Class of 3 1600/2000-hp 1Co-Co1 diesel-electric locomotives

British Railways Class D16/2 was a class of prototype diesel locomotives built by British Railways at Ashford Works and introduced in 1950–1951, with a third example being introduced in 1954. They had been designed by Oliver Bulleid for the Southern Railway and were authorised in February 1947 but did not appear until after nationalisation. The diesel engine and transmission were supplied by English Electric, but the Bulleid influence was obvious.
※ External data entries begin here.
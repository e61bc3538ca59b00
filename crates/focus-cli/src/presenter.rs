//! Terminal rendering of flow notices and navigation.

use std::io::{self, Stderr, Stdout, Write};

use anyhow::{Context, Result};
use focus_core::auth::{Notice, Presenter, Route};
use tokio::io::{AsyncBufRead, AsyncBufReadExt, BufReader, Stdin};
use tracing::{debug, warn};

/// Failures go to `err`; success notices and navigation go to `out`.
pub struct TerminalPresenter<R, O, E> {
    input: R,
    out: O,
    err: E,
}

impl TerminalPresenter<BufReader<Stdin>, Stdout, Stderr> {
    pub fn stdio() -> Self {
        Self::new(BufReader::new(tokio::io::stdin()), io::stdout(), io::stderr())
    }
}

impl<R, O, E> TerminalPresenter<R, O, E> {
    pub fn new(input: R, out: O, err: E) -> Self {
        Self { input, out, err }
    }
}

impl<R, O, E> Presenter for TerminalPresenter<R, O, E>
where
    R: AsyncBufRead + Unpin,
    O: Write,
    E: Write,
{
    fn show_busy(&mut self, label: &str) {
        if let Err(err) = writeln!(self.err, "{label}") {
            debug!(error = %err, "failed to write busy label");
        }
    }

    fn show_notice(&mut self, notice: &Notice) {
        if let Err(err) = writeln!(self.err, "{}: {}", notice.title, notice.message) {
            warn!(error = %err, title = %notice.title, "failed to write notice");
        }
    }

    async fn acknowledge(&mut self, notice: &Notice) -> Result<()> {
        writeln!(self.out, "{}: {}", notice.title, notice.message)?;
        write!(self.out, "Press Enter to continue...")?;
        self.out.flush()?;

        // EOF counts as dismissal.
        let mut line = String::new();
        let read = self
            .input
            .read_line(&mut line)
            .await
            .context("Failed to read acknowledgement")?;
        if read == 0 {
            debug!("stdin closed, treating as dismissal");
        }
        writeln!(self.out)?;
        Ok(())
    }

    fn navigate(&mut self, route: Route) {
        if let Err(err) = writeln!(self.out, "Navigating to {route}") {
            debug!(error = %err, %route, "failed to write navigation");
        }
    }
}

#[cfg(test)]
mod tests {
    use super::*;

    fn presenter(input: &[u8]) -> TerminalPresenter<&[u8], Vec<u8>, Vec<u8>> {
        TerminalPresenter::new(input, Vec::new(), Vec::new())
    }

    fn text(bytes: &[u8]) -> String {
        String::from_utf8_lossy(bytes).into_owned()
    }

    #[test]
    fn test_failures_go_to_stderr() {
        let mut p = presenter(b"");
        p.show_busy("Signing In...");
        p.show_notice(&Notice::new("Sign In Failed", "Invalid credentials"));

        assert_eq!(
            text(&p.err),
            "Signing In...\nSign In Failed: Invalid credentials\n"
        );
        assert!(p.out.is_empty());
    }

    /// Sink that rejects every write.
    struct Closed;

    impl Write for Closed {
        fn write(&mut self, _buf: &[u8]) -> io::Result<usize> {
            Err(io::Error::from(io::ErrorKind::BrokenPipe))
        }

        fn flush(&mut self) -> io::Result<()> {
            Err(io::Error::from(io::ErrorKind::BrokenPipe))
        }
    }

    #[test]
    fn test_closed_streams_do_not_panic() {
        let mut p = TerminalPresenter::new(&b""[..], Closed, Closed);
        p.show_busy("Signing In...");
        p.show_notice(&Notice::new("Sign In Failed", "Invalid credentials"));
        p.navigate(Route::FocusScreen);
    }

    #[tokio::test]
    async fn test_acknowledge_reports_closed_stdout() {
        let mut p = TerminalPresenter::new(&b"\n"[..], Closed, Vec::new());
        assert!(p.acknowledge(&Notice::new("Success", "done")).await.is_err());
    }

    #[test]
    fn test_navigation_goes_to_stdout() {
        let mut p = presenter(b"");
        p.navigate(Route::FocusScreen);
        assert_eq!(text(&p.out), "Navigating to /focusScreen\n");
    }

    #[tokio::test]
    async fn test_acknowledge_waits_for_enter() {
        let mut p = presenter(b"\nleftover");
        p.acknowledge(&Notice::new("Success", "Account created successfully!"))
            .await
            .unwrap();

        let out = text(&p.out);
        assert!(out.starts_with("Success: Account created successfully!\n"));
        assert!(out.contains("Press Enter to continue..."));
        assert!(p.err.is_empty());
    }

    #[tokio::test]
    async fn test_acknowledge_accepts_closed_input() {
        let mut p = presenter(b"");
        assert!(
            p.acknowledge(&Notice::new("Success", "done"))
                .await
                .is_ok()
        );
    }
}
The box-like body style closely resembled Bulleid's electric locomotives and was quite different from the usual English Electric style, typified by British Rail Class D16/1 which in turn was strongly influenced by contemporary American design.

Unusually for pioneer British diesels, 10201 and 10202 were originally specified (prior to alteration of gear ratios to improve tractive effort when operating as mixed-traffic units) with a top speed of 110 mph rather than the 90 mph of 10203, pre-dating the three-figure maximum speeds of the Deltic and Class 50 designs by some years.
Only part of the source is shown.